Acórdão do Tribunal da Relação de Lisboa
Processo:
0043602
Nº Convencional: JTRL00012993
Relator: MORA DO VALE
Descritores: ACÇÃO DE DESPEJO
RESIDÊNCIA PERMANENTE
FALTA
EXCEPÇÕES
PARENTESCO
PROVAS
Nº do Documento: RL199106200043602
Data do Acordão: 06/20/1991
Votação: UNANIMIDADE
Texto Integral: N
Privacidade: 1
Meio Processual: APELAÇÃO.
Decisão: CONFIRMADA A DECISÃO.
Área Temática: DIR CIV - DIR CONTRAT.
DIR PROC CIV.
Legislação Nacional: CCIV66 ART1040 N3 ART1090 N2 C.
CRC78 ART1 ART5 ART261.
CPC67 ART463 N1 ART490 N1 ART505 N1 ART646 N4 ART653 N2 ART676 N1 ART684 N2 ART690 N1.

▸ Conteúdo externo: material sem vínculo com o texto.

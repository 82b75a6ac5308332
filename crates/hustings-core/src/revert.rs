//! Reverting a person to an earlier version.
//!
//! A revert never rewrites history. It copies the target version's snapshot
//! into a brand-new version carrying the caller's metadata, so the log records
//! who asked for the revert and why. Reverting twice to the same target is two
//! audit events and therefore two versions.

use serde::Serialize;

use crate::{
  Error, Result,
  log::VersionLog,
  snapshot::Snapshot,
  version::{ChangeMetadata, VersionId},
};

/// What a committed revert produced.
#[derive(Debug, Clone, Serialize)]
pub struct RevertOutcome {
  /// The identifier of the newly appended version.
  pub version_id: VersionId,
  /// The version that was reverted to.
  pub target:     VersionId,
  /// The restored state. The caller resynchronises live candidacies from its
  /// `standing_in` and `party_memberships`.
  pub snapshot:   Snapshot,
}

/// Revert `log` to the version `target`, recording `metadata` as the new
/// version's audit trail.
///
/// Fails with [`Error::TargetVersionNotFound`] if `target` is not in this
/// log, or [`Error::DuplicateVersionId`] if the new id is already used. In
/// both cases the log is untouched.
pub fn revert(
  log: &mut VersionLog,
  target: VersionId,
  metadata: ChangeMetadata,
) -> Result<RevertOutcome> {
  let snapshot = log
    .get(&target)
    .map_err(|_| Error::TargetVersionNotFound {
      person_id: log.person_id(),
      version:   target,
    })?
    .data
    .clone();

  let version_id = log.append(snapshot.clone(), metadata)?;

  Ok(RevertOutcome {
    version_id,
    target,
    snapshot,
  })
}

#[cfg(test)]
mod tests {
  use super::*;
  use crate::{
    log::tests::{log_with, meta, vid},
    person::PersonId,
  };

  #[test]
  fn revert_restores_target_snapshot() {
    let mut log = log_with(2009, &[(1, "Tessa"), (2, "Tessa Jowell"), (3, "T. J.")]);

    let outcome = revert(&mut log, vid(1), meta(10, "Reverting vandalism")).unwrap();

    assert_eq!(outcome.version_id, vid(10));
    assert_eq!(outcome.snapshot.name, "Tessa");
    assert_eq!(log.len(), 4);
    assert_eq!(log.current().unwrap().data, log.get(&vid(1)).unwrap().data);
  }

  #[test]
  fn revert_uses_the_callers_metadata() {
    let mut log = log_with(2009, &[(1, "Tessa"), (2, "Tessa Jowell")]);
    let metadata = meta(10, "Reverting to version 0000000000000001")
      .by_user("symroe")
      .from_ip("10.0.0.1");

    revert(&mut log, vid(1), metadata.clone()).unwrap();

    let current = log.current().unwrap();
    assert_eq!(current.metadata, metadata);
    assert_ne!(current.metadata, log.get(&vid(1)).unwrap().metadata);
  }

  #[test]
  fn missing_target_leaves_log_untouched() {
    let mut log = log_with(2009, &[(1, "Tessa")]);
    let before = log.clone();

    let err = revert(&mut log, vid(99), meta(10, "revert")).unwrap_err();

    assert!(matches!(
      err,
      Error::TargetVersionNotFound { person_id: PersonId(2009), version } if version == vid(99)
    ));
    assert_eq!(log, before);
  }

  #[test]
  fn reusing_an_existing_id_is_rejected() {
    let mut log = log_with(2009, &[(1, "Tessa"), (2, "Tessa Jowell")]);
    let err = revert(&mut log, vid(1), meta(2, "revert")).unwrap_err();
    assert!(matches!(err, Error::DuplicateVersionId(_)));
    assert_eq!(log.len(), 2);
  }

  #[test]
  fn reverting_twice_records_two_versions() {
    let mut log = log_with(2009, &[(1, "Tessa"), (2, "Tessa Jowell")]);

    let first = revert(&mut log, vid(1), meta(10, "revert")).unwrap();
    let second = revert(&mut log, vid(1), meta(11, "revert again")).unwrap();

    assert_ne!(first.version_id, second.version_id);
    assert_eq!(log.len(), 4);
    assert_eq!(
      log.get(&first.version_id).unwrap().data,
      log.get(&second.version_id).unwrap().data
    );
  }

  #[test]
  fn new_id_differs_from_every_prior_id() {
    let mut log = log_with(2009, &[(1, "A"), (2, "B"), (3, "C")]);
    let prior: Vec<VersionId> = log.all().map(|v| v.id()).collect();

    let outcome = revert(&mut log, vid(2), meta(4, "revert")).unwrap();

    assert!(!prior.contains(&outcome.version_id));
  }
}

Jurisprudência Nacional: AC RP DE 1978/10/24 IN CJ ANOIII T3 PAG1263.
AC RL DE 1979/11/06 IN BMJ N296 PAG324.
AC RE DE 1982/12/07 IN CJ ANOVII T5 PAG269.
AC RE DE 1984/05/24 IN BMJ N339 PAG474.
AC RL DE 1984/11/24 IN BMJ N348 PAG462.
AC RC DE 1985/06/25 IN CJ ANOX T3 PAG99.
AC RC DE 1988/12/13 IN CJ ANOXIII T5 PAG474.
Sumário: - Em acção de despejo com fundamento na falta de residência permanente, procede a excepção da permanência no prédio de familiares do arrendatário, quando se prova que o arrendatário, após o divórcio, deixou de viver no arrendado e, bem assim, o ex-cônjuge, mas ali continuam a viver os filhos do casal dissolvido do arrendatário, e uma filha da actual companheira do arrendatário, bem como as empregadas domésticas, todos na dependência económica do arrendatário.
- A prova da filiação relativamente ao arrendatário não carece de ser feita pelos meios previstos no Código do Registo Civil, porque o que está em causa é a vivência no arrendado, desde que, alegados os factos na contestação, essa filiação não é impugnada na resposta à excepção.